Bank regulators have adopted risk-based capital guidelines for bank holding
companies and banks. The minimum ratio of qualifying total capital to
risk-weighted assets (including certain off-balance sheet items) is eight
percent. At least half of the total capital is to be comprised of common stock,
retained earnings, perpetual preferred stocks, minority interests and for bank
holding companies, a limited amount of qualifying cumulative perpetual preferred
stock, less certain intangibles including goodwill ("Tier 1 capital"). The
remainder ("Tier 2 capital") may consist of other preferred stock, certain
other instruments, and limited amounts of subordinated debt and the allowance
for loan and lease losses.

5

In addition, bank regulators have established minimum leverage ratio (Tier
1 capital to average total assets) guidelines for bank holding companies and
banks. These guidelines provide for a minimum leverage ratio of 3 percent for
bank holding companies and banks that meet certain specified criteria, including
that they have the highest regulatory rating. All other banking organizations
will be required to maintain a leverage ratio of at least 4 percent plus an
additional cushion where warranted. The guidelines also provide that banking
organizations experiencing internal growth or making acquisitions will be
expected to maintain strong capital positions substantially above the minimum
supervisory levels, without significant reliance on intangible assets.
Furthermore, the guidelines indicate that the Federal Reserve Board will
continue to consider a "Tangible Tier 1 Leverage Ratio" in evaluating
proposals for expansion or new activities. The Tangible Tier 1 Leverage Ratio is
the ratio of Tier 1 capital, less intangibles not deducted from Tier 1 capital,
to average total assets. The bank regulators have not advised Cullen/Frost or
any bank subsidiary of any specific minimum leverage ratio applicable to it. For
information concerning Cullen/Frost's capital ratios, see the discussion under
the caption "Capital" on page 30 and Note L "Capital" on page 46.

FDICIA

The Federal Deposit Insurance Corporation Improvements Act of 1991
("FDICIA"), among other things, requires the Federal banking agencies to take
"prompt corrective action" in respect to depository institutions that do not
meet minimum capital requirements. FDICIA established five capital tiers: "well
capitalized," "adequately capitalized," "undercapitalized," "significantly
undercapitalized" and "critically undercapitalized". Under the final rules
adopted by the Federal banking regulators relating to these capital tiers, an
institution is deemed to be: well capitalized if the institution has a total
risk-based capital ratio of 10.0 percent or greater, a Tier 1 risk-based capital
ratio of 6.0 percent or greater, and a leverage ratio of 5.0 percent or greater,
and the institution is not subject to an order, written agreement, capital
directive, or prompt corrective action directive to meet and maintain a specific
capital level for any capital measure; adequately capitalized if the institution
has a total risk-based capital ratio of 8.0 percent or greater, a Tier 1
risk-based capital ratio of 4.0 percent or greater, and a leverage ratio of 4.0
percent or greater (or a leverage ratio of 3.0 percent for bank holding
companies which meet certain specified criteria, including having the highest
regulatory rating); undercapitalized if the institution has a total risk-based
capital ratio that is less than 8.0 percent, a Tier 1 risk-based capital ratio
less than 4.0 percent or a leverage ratio less than 4.0 percent (or a leverage
ratio less than 3.0 percent if the institution is rated composite 1 in its most
recent report of examination, subject to appropriate Federal banking agency
guidelines); significantly undercapitalized if the institution has a total
risk-based capital ratio less than 6.0 percent, a Tier 1 risk-based capital
ratio less than 3.0 percent, or a leverage ratio less than 3.0 percent; and
critically undercapitalized if the institution has a ratio of tangible equity to
total assets equal to or less than 2.0 percent.
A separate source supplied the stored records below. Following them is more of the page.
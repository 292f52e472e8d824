//! Integration tests for the key → dispatcher → registry → engine pipeline.
//!
//! These run on the host and drive `AppService::tick` / `run` with the
//! mock adapters from `mock_hw`, checking output writes, logical states
//! and the status reports the operator would see.

use std::sync::atomic::AtomicBool;

use super::mock_hw::{ManualClock, MockRig, RecordingConsole, ScriptedInput};

use eeff_ctrl::app::events::{AppEvent, StopReason};
use eeff_ctrl::app::service::{AppService, LoopControl};
use eeff_ctrl::config::SystemConfig;
use eeff_ctrl::fsm::states::{CylinderState, LogicalState, ToolChangerState, VacuumState};
use eeff_ctrl::fsm::ActuatorId;

const TOOL_CHANGER_LINE: u32 = 0;
const LOWER_VACUUM_LINE: u32 = 1;
const CYLINDER_LINE: u32 = 5;

struct Rig {
    app: AppService,
    hw: MockRig,
    input: ScriptedInput,
    clock: ManualClock,
    console: RecordingConsole,
}

impl Rig {
    fn new() -> Self {
        Self::with_config(SystemConfig::default())
    }

    fn with_config(config: SystemConfig) -> Self {
        let mut app = AppService::new(&config);
        let clock = ManualClock::default();
        let mut console = RecordingConsole::new();
        app.start(&clock, &mut console);
        Self {
            app,
            hw: MockRig::new(),
            input: ScriptedInput::default(),
            clock,
            console,
        }
    }

    fn tick(&mut self) -> LoopControl {
        self.app
            .tick(&mut self.hw, &mut self.input, &mut self.clock, &mut self.console)
    }

    fn press(&mut self, key: char) -> LoopControl {
        self.input.press(key);
        self.tick()
    }

    fn state(&self, id: ActuatorId) -> LogicalState {
        self.app.registry().get(id).state()
    }

    fn pending(&self, id: ActuatorId) -> bool {
        self.app.registry().get(id).is_pending()
    }
}

// ── Startup ──────────────────────────────────────────────────

#[test]
fn startup_reports_resting_states_once() {
    let rig = Rig::new();
    assert_eq!(rig.console.reports.len(), 1);
    let report = rig.console.reports[0];
    assert_eq!(
        report.state(ActuatorId::ToolChanger),
        LogicalState::ToolChanger(ToolChangerState::Locked)
    );
    assert_eq!(
        report.state(ActuatorId::Cylinder),
        LogicalState::Cylinder(CylinderState::Retracted)
    );
    assert!(matches!(rig.console.events[0], AppEvent::Started { lines: [0, 1, 5, 6] }));
    assert!(rig.hw.writes.is_empty(), "startup must not drive any line");
}

// ── Confirmation ─────────────────────────────────────────────

#[test]
fn lower_vacuum_confirmed_by_feedback() {
    let mut rig = Rig::new();

    rig.press('2');
    assert_eq!(rig.hw.writes, vec![(LOWER_VACUUM_LINE, true)]);
    assert_eq!(
        rig.state(ActuatorId::LowerVacuum),
        LogicalState::Vacuum(VacuumState::PendingOn)
    );
    assert!(rig.pending(ActuatorId::LowerVacuum));
    rig.console.clear();

    rig.clock.advance(200);
    rig.hw.push_sample(0b0010);
    rig.tick();

    assert_eq!(
        rig.state(ActuatorId::LowerVacuum),
        LogicalState::Vacuum(VacuumState::On)
    );
    assert!(!rig.pending(ActuatorId::LowerVacuum));
    assert_eq!(rig.console.reports.len(), 1, "exactly one status change");
    assert_eq!(
        rig.console.events,
        vec![AppEvent::Confirmed {
            id: ActuatorId::LowerVacuum
        }]
    );
}

#[test]
fn repeated_confirmation_is_silent() {
    let mut rig = Rig::new();
    rig.press('2');
    rig.hw.push_sample(0b0010);
    rig.tick();
    rig.console.clear();

    for _ in 0..5 {
        rig.hw.push_sample(0b0010);
        rig.tick();
    }
    assert!(rig.console.reports.is_empty());
    assert!(rig.console.events.is_empty());
}

#[test]
fn upper_nibble_does_not_confirm() {
    let mut rig = Rig::new();
    rig.press('2');
    rig.hw.push_sample(0b1111_0000);
    rig.tick();
    assert!(rig.pending(ActuatorId::LowerVacuum));
}

// ── Timeout recovery ─────────────────────────────────────────

#[test]
fn cylinder_timeout_resets_then_resends() {
    let mut rig = Rig::new();
    rig.press('3');
    let first = rig.app.registry().get(ActuatorId::Cylinder).pending().unwrap();

    rig.clock.advance(4_999);
    rig.tick();
    assert_eq!(rig.hw.writes_to(CYLINDER_LINE), vec![true], "not yet expired");

    rig.clock.advance(2);
    rig.console.clear();
    rig.tick();

    assert_eq!(rig.hw.writes_to(CYLINDER_LINE), vec![true, false, true]);
    assert_eq!(rig.clock.slept, vec![1_000]);

    let again = rig.app.registry().get(ActuatorId::Cylinder).pending().unwrap();
    assert!(again.since_ms > first.since_ms);
    assert_eq!(again.attempt, 2);
    assert_eq!(
        rig.state(ActuatorId::Cylinder),
        LogicalState::Cylinder(CylinderState::PendingExtend)
    );

    // Reset report, then resend report.
    assert_eq!(rig.console.reports.len(), 2);
    assert_eq!(
        rig.console.reports[0].state(ActuatorId::Cylinder),
        LogicalState::Cylinder(CylinderState::Retracted)
    );
    assert_eq!(
        rig.console.reports[1].state(ActuatorId::Cylinder),
        LogicalState::Cylinder(CylinderState::PendingExtend)
    );
    assert_eq!(
        rig.console.count(|e| matches!(e, AppEvent::TimedOut { .. })),
        1
    );
}

#[test]
fn unresponsive_actuator_retries_forever_by_default() {
    let mut rig = Rig::new();
    rig.press('4');

    for _ in 0..10 {
        rig.clock.advance(5_000);
        rig.tick();
    }
    assert_eq!(
        rig.console.count(|e| matches!(e, AppEvent::Resent { .. })),
        10
    );
    assert!(rig.pending(ActuatorId::UpperVacuum));
}

#[test]
fn retry_cap_leaves_line_off() {
    let mut rig = Rig::with_config(SystemConfig {
        max_retries: Some(1),
        ..SystemConfig::default()
    });
    rig.press('3');

    rig.clock.advance(5_000);
    rig.tick(); // attempt 1 times out, resend as attempt 2
    rig.clock.advance(5_000);
    rig.tick(); // attempt 2 times out, cap reached

    assert_eq!(
        rig.hw.writes_to(CYLINDER_LINE),
        vec![true, false, true, false]
    );
    assert!(!rig.pending(ActuatorId::Cylinder));
    assert!(!rig.app.registry().get(ActuatorId::Cylinder).commanded_level());
    assert!(rig.console.events.contains(&AppEvent::RetriesExhausted {
        id: ActuatorId::Cylinder,
        attempts: 2
    }));
}

#[test]
fn late_confirmation_after_resend_settles() {
    let mut rig = Rig::new();
    rig.press('3');
    rig.clock.advance(5_000);
    rig.tick();

    rig.hw.push_sample(0b0100);
    rig.tick();
    assert_eq!(
        rig.state(ActuatorId::Cylinder),
        LogicalState::Cylinder(CylinderState::Extended)
    );
    assert!(!rig.pending(ActuatorId::Cylinder));
}

// ── Optimistic OFF ───────────────────────────────────────────

#[test]
fn off_is_applied_without_waiting() {
    let mut rig = Rig::new();
    rig.press('2');
    rig.hw.push_sample(0b0010);
    rig.tick();
    rig.console.clear();

    rig.press('2');

    assert_eq!(rig.hw.writes_to(LOWER_VACUUM_LINE), vec![true, false]);
    assert_eq!(
        rig.state(ActuatorId::LowerVacuum),
        LogicalState::Vacuum(VacuumState::Off)
    );
    assert!(!rig.pending(ActuatorId::LowerVacuum));
    assert!(!rig.app.registry().get(ActuatorId::LowerVacuum).commanded_level());
    assert_eq!(rig.console.reports.len(), 1);
    assert_eq!(
        rig.console.reports[0].state(ActuatorId::LowerVacuum),
        LogicalState::Vacuum(VacuumState::Off)
    );
}

#[test]
fn off_with_lagging_sensor_shows_feedback() {
    let mut rig = Rig::new();
    rig.press('2');
    rig.hw.push_sample(0b0010);
    rig.tick();
    rig.console.clear();

    // Sensor still reports on while the off command goes out.
    rig.hw.push_sample(0b0010);
    rig.press('2');

    // The command itself settles off at once...
    assert_eq!(
        rig.console.events,
        vec![AppEvent::CommandSent {
            id: ActuatorId::LowerVacuum,
            level: false,
            state: LogicalState::Vacuum(VacuumState::Off),
        }]
    );
    assert!(!rig.pending(ActuatorId::LowerVacuum));
    assert!(!rig.app.registry().get(ActuatorId::LowerVacuum).commanded_level());

    // ...but the same tick's sample is authoritative, so the operator sees ON.
    assert_eq!(
        rig.state(ActuatorId::LowerVacuum),
        LogicalState::Vacuum(VacuumState::On)
    );
    assert_eq!(
        rig.console.reports.last().map(|r| r.state(ActuatorId::LowerVacuum)),
        Some(LogicalState::Vacuum(VacuumState::On))
    );

    // The next clear bit settles it back, with no further write.
    rig.hw.push_sample(0b0000);
    rig.tick();
    assert_eq!(
        rig.state(ActuatorId::LowerVacuum),
        LogicalState::Vacuum(VacuumState::Off)
    );
    assert_eq!(rig.hw.writes_to(LOWER_VACUUM_LINE), vec![true, false]);
}

#[test]
fn off_while_pending_cancels_wait() {
    let mut rig = Rig::new();
    rig.press('3');
    rig.press('3');
    assert_eq!(
        rig.state(ActuatorId::Cylinder),
        LogicalState::Cylinder(CylinderState::Retracted)
    );

    rig.clock.advance(10_000);
    rig.tick();
    assert_eq!(rig.hw.writes_to(CYLINDER_LINE), vec![true, false]);
}

// ── Tool changer ─────────────────────────────────────────────

#[test]
fn tool_changer_toggles_synchronously() {
    let mut rig = Rig::new();
    for (i, sample) in [0b0000u8, 0b0001, 0b1111, 0b0000].into_iter().enumerate() {
        rig.press('1');
        let expect = if i % 2 == 0 {
            ToolChangerState::Unlocked
        } else {
            ToolChangerState::Locked
        };
        assert_eq!(
            rig.state(ActuatorId::ToolChanger),
            LogicalState::ToolChanger(expect)
        );
        assert!(!rig.pending(ActuatorId::ToolChanger));

        rig.hw.push_sample(sample);
        rig.clock.advance(6_000);
        rig.tick();
        assert_eq!(
            rig.state(ActuatorId::ToolChanger),
            LogicalState::ToolChanger(expect),
            "feedback must not move the tool changer"
        );
    }
    assert_eq!(
        rig.hw.writes_to(TOOL_CHANGER_LINE),
        vec![true, false, true, false]
    );
    assert!(rig.clock.slept.is_empty(), "tool changer never times out");
}

#[test]
fn tool_changer_can_follow_feedback_when_configured() {
    let mut rig = Rig::with_config(SystemConfig {
        tool_changer_follows_feedback: true,
        ..SystemConfig::default()
    });
    rig.press('1');
    rig.hw.push_sample(0b0000);
    rig.tick();
    assert_eq!(
        rig.state(ActuatorId::ToolChanger),
        LogicalState::ToolChanger(ToolChangerState::Locked)
    );
}

// ── Input handling ───────────────────────────────────────────

#[test]
fn unmapped_key_changes_nothing() {
    let mut rig = Rig::new();
    let before = rig.app.registry().snapshot();
    rig.console.clear();

    assert_eq!(rig.press('9'), LoopControl::Continue);

    assert_eq!(rig.app.registry().snapshot(), before);
    assert!(rig.hw.writes.is_empty());
    assert_eq!(rig.console.events, vec![AppEvent::UnmappedInput('9')]);
    assert!(rig.console.reports.is_empty());
}

#[test]
fn whitespace_is_ignored() {
    let mut rig = Rig::new();
    rig.console.clear();
    rig.press('\n');
    rig.press(' ');
    assert!(rig.console.events.is_empty());
}

#[test]
fn feed_error_is_not_fatal() {
    let mut rig = Rig::new();
    rig.hw.feed_error = true;
    assert_eq!(rig.tick(), LoopControl::Continue);
}

#[test]
fn failed_write_is_reported() {
    let mut rig = Rig::new();
    rig.hw.broken_lines.push(LOWER_VACUUM_LINE);
    rig.console.clear();
    rig.press('2');
    assert_eq!(
        rig.console.count(|e| matches!(
            e,
            AppEvent::OutputWriteFailed {
                id: ActuatorId::LowerVacuum,
                line: LOWER_VACUUM_LINE,
                ..
            }
        )),
        1
    );
}

// ── Loop exit ────────────────────────────────────────────────

#[test]
fn quit_key_stops_run() {
    let config = SystemConfig::default();
    let mut app = AppService::new(&config);
    let mut hw = MockRig::new();
    let mut input = ScriptedInput::new("2q");
    let mut clock = ManualClock::default();
    let mut console = RecordingConsole::new();
    let stop = AtomicBool::new(false);

    let reason = app.run(&mut hw, &mut input, &mut clock, &mut console, &stop);

    assert_eq!(reason, StopReason::Quit);
    assert_eq!(app.tick_count(), 2);
    assert_eq!(clock.slept, vec![config.loop_interval_ms]);
    assert_eq!(
        console.events.last(),
        Some(&AppEvent::Stopped(StopReason::Quit))
    );
}

#[test]
fn interrupt_flag_stops_run_before_first_tick() {
    let mut app = AppService::new(&SystemConfig::default());
    let mut hw = MockRig::new();
    let mut input = ScriptedInput::default();
    let mut clock = ManualClock::default();
    let mut console = RecordingConsole::new();
    let stop = AtomicBool::new(true);

    let reason = app.run(&mut hw, &mut input, &mut clock, &mut console, &stop);

    assert_eq!(reason, StopReason::Interrupted);
    assert_eq!(app.tick_count(), 0);
    assert_eq!(console.reports.len(), 1, "startup status still shown");
}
At December 31, 1998, the two subsidiaries of Cullen/Frost that are insured
depository institutions -- Frost Bank and U.S. National Bank -- were considered
"well capitalized".

FDICIA generally prohibits a depository institution from making any capital
distributions (including payment of a dividend) or paying any management fee to
its holding company if the depository institution would thereafter be
undercapitalized. Undercapitalized institutions are subject to growth
limitations and are required to submit a capital restoration plan. The agencies
may not accept such a plan without determining, among other things, that the
plan is based on realistic assumptions and is likely to succeed in restoring the
depository institution's capital. In addition, for a capital restoration plan to
be acceptable, the depository institution's parent holding company must
guarantee that the institution will comply with such capital restoration plan.
The aggregate liability of the parent holding company is limited to the lesser
of (i) an amount equal to 5 percent of the depository institution's total assets
at the time it became undercapitalized and (ii) the amount which is necessary
(or would have been necessary) to bring the institution into compliance with all
capital standards applicable with respect to such institution as of the time it
fails to comply with the plan. If a depository institution fails to submit an
acceptable plan, it is treated as if it is significantly undercapitalized.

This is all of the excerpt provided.